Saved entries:
--------------------------------------------------
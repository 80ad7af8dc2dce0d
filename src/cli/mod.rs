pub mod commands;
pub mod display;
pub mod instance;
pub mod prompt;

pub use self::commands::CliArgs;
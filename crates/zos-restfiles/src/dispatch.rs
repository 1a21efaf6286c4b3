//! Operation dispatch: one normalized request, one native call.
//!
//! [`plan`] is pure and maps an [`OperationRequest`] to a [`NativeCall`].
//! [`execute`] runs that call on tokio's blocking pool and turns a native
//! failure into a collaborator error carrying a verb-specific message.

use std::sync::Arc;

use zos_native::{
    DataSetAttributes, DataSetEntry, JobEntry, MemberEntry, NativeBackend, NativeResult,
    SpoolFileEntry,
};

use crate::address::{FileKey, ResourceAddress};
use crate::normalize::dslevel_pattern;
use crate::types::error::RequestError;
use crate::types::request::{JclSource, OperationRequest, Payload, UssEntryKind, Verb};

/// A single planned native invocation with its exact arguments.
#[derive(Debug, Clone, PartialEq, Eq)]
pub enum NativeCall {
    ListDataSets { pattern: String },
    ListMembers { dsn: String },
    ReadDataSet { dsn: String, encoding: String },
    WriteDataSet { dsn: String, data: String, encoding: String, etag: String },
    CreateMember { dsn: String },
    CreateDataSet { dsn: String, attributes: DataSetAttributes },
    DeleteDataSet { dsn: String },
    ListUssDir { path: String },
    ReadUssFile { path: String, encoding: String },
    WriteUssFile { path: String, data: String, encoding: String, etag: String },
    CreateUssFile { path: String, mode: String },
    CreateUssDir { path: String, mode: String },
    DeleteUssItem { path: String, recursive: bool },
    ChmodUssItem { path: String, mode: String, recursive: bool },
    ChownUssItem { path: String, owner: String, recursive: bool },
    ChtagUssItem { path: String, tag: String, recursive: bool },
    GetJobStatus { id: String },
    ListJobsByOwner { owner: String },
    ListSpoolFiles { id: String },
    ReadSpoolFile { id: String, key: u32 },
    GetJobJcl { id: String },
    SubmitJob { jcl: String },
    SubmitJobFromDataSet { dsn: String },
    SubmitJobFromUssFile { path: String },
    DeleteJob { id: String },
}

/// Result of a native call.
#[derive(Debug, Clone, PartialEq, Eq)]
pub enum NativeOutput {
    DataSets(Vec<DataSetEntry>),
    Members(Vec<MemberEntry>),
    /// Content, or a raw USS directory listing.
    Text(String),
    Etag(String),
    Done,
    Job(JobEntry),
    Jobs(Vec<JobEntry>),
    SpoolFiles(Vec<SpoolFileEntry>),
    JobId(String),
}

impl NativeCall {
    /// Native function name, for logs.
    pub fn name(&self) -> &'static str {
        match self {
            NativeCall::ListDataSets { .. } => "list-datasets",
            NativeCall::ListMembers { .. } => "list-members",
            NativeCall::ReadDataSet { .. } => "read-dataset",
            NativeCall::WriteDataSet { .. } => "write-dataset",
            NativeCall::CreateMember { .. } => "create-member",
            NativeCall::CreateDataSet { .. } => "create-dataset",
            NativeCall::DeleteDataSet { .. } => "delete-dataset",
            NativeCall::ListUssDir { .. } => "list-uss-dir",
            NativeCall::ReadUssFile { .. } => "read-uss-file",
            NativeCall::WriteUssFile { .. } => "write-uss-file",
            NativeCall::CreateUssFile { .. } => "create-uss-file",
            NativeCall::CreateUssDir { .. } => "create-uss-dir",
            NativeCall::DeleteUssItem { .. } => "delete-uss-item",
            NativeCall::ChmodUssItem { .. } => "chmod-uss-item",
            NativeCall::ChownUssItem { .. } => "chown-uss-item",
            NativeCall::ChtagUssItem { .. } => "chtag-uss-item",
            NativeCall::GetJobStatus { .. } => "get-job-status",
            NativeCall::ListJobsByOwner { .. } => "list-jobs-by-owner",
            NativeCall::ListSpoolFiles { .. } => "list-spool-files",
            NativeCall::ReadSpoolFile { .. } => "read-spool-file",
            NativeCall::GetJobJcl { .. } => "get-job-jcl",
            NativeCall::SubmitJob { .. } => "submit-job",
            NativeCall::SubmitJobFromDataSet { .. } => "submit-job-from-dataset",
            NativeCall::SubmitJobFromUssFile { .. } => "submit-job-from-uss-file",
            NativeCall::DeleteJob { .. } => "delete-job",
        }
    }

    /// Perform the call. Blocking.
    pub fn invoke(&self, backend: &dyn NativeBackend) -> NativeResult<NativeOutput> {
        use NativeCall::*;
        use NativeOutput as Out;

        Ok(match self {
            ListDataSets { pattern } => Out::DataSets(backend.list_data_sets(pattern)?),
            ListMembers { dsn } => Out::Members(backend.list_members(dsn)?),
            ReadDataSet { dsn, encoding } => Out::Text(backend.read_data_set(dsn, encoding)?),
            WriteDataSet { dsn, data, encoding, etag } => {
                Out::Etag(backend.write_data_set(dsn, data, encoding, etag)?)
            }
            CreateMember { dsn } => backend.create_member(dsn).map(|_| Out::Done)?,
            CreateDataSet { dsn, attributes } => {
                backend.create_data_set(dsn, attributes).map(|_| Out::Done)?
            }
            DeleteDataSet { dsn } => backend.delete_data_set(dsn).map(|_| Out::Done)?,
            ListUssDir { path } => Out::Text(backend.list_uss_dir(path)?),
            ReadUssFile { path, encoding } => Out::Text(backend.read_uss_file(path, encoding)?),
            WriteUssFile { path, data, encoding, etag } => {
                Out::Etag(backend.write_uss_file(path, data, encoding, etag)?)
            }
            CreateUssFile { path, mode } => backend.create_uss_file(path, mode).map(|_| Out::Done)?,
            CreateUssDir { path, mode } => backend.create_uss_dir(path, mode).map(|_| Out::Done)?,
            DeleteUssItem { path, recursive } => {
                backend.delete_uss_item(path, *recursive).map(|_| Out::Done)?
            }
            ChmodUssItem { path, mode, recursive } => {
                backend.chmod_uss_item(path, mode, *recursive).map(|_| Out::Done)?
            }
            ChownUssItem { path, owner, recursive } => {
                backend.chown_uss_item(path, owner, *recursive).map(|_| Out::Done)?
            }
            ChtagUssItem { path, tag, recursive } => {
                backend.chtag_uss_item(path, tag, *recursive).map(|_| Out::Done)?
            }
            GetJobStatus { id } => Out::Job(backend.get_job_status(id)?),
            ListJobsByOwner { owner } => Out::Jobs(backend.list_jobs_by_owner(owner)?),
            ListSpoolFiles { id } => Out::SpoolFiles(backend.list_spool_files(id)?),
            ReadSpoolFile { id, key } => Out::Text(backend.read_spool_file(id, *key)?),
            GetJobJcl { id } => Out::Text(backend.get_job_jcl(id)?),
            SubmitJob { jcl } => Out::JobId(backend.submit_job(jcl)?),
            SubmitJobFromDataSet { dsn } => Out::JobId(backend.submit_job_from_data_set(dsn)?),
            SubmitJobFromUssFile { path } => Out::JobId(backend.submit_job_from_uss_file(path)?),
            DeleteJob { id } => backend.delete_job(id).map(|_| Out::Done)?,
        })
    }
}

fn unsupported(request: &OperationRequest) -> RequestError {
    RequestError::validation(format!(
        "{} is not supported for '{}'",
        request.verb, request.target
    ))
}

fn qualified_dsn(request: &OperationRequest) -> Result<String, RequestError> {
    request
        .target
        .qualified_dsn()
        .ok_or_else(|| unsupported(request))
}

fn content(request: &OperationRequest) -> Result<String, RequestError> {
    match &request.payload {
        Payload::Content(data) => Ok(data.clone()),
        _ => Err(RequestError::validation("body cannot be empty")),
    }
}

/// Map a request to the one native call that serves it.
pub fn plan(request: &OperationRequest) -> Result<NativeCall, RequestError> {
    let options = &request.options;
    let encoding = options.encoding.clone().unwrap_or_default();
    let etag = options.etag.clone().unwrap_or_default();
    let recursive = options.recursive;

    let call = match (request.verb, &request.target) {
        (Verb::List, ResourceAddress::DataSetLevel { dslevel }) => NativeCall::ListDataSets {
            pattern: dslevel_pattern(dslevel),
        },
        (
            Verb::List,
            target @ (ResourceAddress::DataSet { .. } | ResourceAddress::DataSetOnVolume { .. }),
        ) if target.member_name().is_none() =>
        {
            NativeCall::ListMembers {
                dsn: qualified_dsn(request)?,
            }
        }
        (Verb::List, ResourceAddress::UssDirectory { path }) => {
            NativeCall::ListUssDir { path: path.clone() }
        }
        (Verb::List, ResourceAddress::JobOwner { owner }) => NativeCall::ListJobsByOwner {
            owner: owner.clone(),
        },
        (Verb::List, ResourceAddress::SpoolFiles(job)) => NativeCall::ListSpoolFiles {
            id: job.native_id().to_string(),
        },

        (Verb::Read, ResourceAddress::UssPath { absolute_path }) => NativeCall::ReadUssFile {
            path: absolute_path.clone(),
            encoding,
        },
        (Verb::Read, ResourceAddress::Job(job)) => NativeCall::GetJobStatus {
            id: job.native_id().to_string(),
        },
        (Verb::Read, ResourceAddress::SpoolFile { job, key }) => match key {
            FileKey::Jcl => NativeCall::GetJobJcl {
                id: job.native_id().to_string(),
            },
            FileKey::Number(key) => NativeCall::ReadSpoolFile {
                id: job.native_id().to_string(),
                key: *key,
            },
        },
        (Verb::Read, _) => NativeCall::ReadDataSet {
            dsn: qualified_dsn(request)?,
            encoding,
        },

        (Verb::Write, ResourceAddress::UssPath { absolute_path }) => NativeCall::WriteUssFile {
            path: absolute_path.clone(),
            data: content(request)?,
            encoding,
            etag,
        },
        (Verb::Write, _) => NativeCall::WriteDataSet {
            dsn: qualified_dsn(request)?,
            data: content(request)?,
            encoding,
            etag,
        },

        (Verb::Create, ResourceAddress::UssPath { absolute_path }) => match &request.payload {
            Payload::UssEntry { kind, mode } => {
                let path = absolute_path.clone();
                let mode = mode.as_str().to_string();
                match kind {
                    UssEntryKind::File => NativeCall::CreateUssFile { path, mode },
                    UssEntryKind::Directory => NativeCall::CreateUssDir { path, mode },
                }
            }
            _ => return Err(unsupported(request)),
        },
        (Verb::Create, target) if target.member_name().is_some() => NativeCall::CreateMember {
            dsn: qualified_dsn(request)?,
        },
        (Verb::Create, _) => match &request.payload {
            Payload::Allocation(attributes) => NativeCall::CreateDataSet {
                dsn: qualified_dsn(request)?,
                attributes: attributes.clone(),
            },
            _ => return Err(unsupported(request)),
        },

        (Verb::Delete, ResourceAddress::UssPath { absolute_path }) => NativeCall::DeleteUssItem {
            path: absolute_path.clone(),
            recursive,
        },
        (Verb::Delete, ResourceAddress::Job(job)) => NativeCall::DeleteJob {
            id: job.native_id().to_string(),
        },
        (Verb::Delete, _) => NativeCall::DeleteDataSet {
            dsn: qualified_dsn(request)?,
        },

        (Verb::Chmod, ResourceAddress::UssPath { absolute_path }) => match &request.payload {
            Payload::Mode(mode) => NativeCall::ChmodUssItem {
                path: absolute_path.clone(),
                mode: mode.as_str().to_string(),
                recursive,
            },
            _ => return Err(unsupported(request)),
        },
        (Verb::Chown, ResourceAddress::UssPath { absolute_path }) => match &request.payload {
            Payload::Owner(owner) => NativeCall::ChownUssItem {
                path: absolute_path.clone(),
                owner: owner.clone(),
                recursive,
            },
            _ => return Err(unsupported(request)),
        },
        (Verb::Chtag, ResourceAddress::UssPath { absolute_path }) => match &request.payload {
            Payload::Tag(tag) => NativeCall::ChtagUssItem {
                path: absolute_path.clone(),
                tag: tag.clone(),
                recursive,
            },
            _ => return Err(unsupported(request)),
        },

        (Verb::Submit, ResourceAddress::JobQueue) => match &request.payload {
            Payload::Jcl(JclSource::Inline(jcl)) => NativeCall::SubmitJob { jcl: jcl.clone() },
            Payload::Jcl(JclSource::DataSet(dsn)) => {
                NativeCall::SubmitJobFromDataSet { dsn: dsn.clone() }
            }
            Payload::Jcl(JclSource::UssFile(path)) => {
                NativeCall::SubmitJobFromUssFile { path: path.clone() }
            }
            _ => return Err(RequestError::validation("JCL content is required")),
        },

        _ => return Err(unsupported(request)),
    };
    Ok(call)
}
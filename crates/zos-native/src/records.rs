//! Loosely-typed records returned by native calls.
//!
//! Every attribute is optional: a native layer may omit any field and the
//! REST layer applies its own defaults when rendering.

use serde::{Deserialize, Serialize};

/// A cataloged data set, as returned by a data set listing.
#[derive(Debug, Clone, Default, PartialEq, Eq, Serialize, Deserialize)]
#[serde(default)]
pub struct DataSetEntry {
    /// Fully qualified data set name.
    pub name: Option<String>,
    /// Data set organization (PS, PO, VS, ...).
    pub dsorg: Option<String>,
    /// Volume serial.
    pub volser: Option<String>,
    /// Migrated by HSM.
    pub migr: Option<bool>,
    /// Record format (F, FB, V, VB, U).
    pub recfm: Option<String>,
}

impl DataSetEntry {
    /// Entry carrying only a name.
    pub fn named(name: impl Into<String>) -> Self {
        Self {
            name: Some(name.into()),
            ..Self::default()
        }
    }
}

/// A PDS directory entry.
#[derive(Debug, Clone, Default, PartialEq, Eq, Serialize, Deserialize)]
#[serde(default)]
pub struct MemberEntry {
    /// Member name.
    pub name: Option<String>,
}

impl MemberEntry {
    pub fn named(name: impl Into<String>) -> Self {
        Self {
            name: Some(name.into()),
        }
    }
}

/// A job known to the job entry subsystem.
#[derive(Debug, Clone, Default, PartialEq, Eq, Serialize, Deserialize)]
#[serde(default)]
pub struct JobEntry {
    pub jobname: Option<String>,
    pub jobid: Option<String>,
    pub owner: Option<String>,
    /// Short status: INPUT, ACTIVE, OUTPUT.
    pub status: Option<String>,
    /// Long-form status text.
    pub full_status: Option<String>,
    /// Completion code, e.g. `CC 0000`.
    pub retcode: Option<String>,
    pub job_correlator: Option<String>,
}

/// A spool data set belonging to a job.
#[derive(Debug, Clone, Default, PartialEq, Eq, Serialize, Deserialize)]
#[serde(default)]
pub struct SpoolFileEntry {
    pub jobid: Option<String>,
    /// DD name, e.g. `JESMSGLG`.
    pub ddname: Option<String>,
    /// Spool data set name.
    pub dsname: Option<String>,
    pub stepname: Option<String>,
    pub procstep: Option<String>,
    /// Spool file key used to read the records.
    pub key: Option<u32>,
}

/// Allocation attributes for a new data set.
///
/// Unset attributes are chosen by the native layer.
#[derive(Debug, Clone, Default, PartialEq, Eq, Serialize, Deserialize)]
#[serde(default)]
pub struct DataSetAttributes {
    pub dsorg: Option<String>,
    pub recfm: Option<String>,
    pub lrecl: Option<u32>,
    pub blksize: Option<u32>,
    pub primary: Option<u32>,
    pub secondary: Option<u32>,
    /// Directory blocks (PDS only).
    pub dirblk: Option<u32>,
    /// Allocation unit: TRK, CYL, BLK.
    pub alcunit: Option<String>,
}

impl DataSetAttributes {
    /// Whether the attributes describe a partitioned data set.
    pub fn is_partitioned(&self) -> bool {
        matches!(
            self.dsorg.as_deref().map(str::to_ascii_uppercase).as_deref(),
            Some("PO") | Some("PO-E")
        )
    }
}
--------------------------------------------------
▶ **Description of the task**
Working from the entries above, filter out every line that lacks "target" and copy what remains.

▶ **Task response**
        request.verb, request.target
        .target
    let call = match (request.verb, &request.target) {
            target @ (ResourceAddress::DataSet { .. } | ResourceAddress::DataSetOnVolume { .. }),
        ) if target.member_name().is_none() =>
        (Verb::Create, target) if target.member_name().is_some() => NativeCall::CreateMember {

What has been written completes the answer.